• **YOUR INSTRUCTIONS**
For the word "StartupBuilder", state how many lines of the data include it. Respond with the number only.

*** DATA PROVIDED ***

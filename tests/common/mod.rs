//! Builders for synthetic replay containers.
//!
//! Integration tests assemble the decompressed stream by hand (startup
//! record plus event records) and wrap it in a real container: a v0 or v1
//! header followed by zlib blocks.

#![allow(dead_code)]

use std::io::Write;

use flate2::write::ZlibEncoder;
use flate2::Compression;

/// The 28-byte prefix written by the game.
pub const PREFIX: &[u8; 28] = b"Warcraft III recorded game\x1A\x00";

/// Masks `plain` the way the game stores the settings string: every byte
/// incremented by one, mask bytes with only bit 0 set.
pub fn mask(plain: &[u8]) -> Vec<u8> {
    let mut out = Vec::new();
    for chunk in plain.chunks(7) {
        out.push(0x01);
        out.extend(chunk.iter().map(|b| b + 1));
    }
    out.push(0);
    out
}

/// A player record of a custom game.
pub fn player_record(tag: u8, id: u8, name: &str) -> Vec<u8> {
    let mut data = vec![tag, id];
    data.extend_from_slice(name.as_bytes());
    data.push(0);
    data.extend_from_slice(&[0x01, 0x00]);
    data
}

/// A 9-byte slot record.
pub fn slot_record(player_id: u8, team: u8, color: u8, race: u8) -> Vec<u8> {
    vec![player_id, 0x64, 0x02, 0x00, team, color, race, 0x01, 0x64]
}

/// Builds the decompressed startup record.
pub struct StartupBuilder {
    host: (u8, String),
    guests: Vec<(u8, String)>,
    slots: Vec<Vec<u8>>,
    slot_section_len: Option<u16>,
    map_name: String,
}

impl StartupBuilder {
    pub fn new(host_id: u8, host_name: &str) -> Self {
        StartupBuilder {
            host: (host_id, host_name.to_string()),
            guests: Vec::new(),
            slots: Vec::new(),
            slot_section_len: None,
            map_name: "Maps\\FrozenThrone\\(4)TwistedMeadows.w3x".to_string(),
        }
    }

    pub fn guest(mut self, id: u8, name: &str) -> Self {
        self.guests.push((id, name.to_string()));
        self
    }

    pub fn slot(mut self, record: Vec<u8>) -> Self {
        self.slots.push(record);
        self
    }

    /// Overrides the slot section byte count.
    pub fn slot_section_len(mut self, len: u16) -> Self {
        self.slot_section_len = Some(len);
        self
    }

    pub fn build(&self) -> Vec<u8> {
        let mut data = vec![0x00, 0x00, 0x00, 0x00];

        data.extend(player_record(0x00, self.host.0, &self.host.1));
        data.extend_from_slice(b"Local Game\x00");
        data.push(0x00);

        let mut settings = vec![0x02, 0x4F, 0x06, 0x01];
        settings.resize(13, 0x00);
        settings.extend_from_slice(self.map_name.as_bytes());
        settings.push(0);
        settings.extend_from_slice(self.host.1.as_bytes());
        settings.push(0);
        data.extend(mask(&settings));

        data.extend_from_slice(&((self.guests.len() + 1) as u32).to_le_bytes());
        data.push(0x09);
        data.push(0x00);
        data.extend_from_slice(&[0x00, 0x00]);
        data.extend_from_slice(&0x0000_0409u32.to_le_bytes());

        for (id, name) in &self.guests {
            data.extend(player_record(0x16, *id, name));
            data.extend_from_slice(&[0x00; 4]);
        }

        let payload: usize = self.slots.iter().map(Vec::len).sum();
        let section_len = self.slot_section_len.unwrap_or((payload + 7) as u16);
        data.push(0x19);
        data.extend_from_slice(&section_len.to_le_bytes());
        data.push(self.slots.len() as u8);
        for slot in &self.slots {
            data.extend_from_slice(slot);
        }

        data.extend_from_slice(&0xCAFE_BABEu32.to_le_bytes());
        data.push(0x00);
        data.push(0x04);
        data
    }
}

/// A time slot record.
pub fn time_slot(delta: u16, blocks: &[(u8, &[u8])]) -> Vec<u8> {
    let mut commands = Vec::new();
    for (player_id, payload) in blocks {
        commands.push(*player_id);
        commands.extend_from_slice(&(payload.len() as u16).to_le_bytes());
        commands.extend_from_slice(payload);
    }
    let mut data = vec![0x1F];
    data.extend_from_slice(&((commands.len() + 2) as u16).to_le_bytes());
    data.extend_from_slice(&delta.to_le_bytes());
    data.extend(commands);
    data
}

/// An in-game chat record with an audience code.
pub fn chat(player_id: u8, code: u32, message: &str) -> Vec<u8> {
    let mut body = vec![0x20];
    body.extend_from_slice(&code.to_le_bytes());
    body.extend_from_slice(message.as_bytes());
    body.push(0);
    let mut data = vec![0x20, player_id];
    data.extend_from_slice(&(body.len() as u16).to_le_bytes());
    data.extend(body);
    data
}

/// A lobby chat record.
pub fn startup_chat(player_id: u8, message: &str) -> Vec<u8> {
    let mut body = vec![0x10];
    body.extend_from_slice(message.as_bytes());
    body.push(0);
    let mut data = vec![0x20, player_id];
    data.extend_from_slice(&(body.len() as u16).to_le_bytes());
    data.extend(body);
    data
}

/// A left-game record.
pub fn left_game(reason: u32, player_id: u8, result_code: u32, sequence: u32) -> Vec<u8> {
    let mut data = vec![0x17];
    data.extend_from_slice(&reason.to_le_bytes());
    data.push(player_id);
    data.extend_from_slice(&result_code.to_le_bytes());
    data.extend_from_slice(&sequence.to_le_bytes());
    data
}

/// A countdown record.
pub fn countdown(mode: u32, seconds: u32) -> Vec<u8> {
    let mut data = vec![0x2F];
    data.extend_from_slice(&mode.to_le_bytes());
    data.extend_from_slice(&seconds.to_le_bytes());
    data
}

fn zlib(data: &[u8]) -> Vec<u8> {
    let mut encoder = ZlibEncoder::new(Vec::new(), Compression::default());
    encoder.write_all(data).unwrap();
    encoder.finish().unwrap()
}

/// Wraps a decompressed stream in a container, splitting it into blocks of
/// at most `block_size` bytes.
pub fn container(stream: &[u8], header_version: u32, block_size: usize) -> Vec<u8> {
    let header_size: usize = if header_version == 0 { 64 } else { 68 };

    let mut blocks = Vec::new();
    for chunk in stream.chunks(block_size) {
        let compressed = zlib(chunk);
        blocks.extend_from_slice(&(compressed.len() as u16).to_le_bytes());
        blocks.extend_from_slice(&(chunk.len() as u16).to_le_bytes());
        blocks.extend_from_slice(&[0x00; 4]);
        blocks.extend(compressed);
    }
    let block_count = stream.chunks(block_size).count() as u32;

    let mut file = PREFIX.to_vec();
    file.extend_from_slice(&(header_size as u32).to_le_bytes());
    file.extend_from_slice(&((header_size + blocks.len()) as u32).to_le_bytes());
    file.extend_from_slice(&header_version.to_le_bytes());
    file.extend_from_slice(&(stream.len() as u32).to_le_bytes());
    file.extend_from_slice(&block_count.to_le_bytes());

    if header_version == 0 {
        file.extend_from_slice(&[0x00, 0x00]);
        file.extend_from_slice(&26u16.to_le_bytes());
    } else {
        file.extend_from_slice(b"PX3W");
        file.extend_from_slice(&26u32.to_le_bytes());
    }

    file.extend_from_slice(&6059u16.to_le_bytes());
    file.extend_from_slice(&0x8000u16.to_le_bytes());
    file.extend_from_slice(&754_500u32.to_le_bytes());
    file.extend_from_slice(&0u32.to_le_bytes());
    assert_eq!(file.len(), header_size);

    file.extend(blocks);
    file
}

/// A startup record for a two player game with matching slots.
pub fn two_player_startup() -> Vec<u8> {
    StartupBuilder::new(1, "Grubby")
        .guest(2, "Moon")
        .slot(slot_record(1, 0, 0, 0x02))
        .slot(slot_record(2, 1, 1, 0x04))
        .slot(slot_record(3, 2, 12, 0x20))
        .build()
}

***

• **REPLY TO THE EXERCISE**
4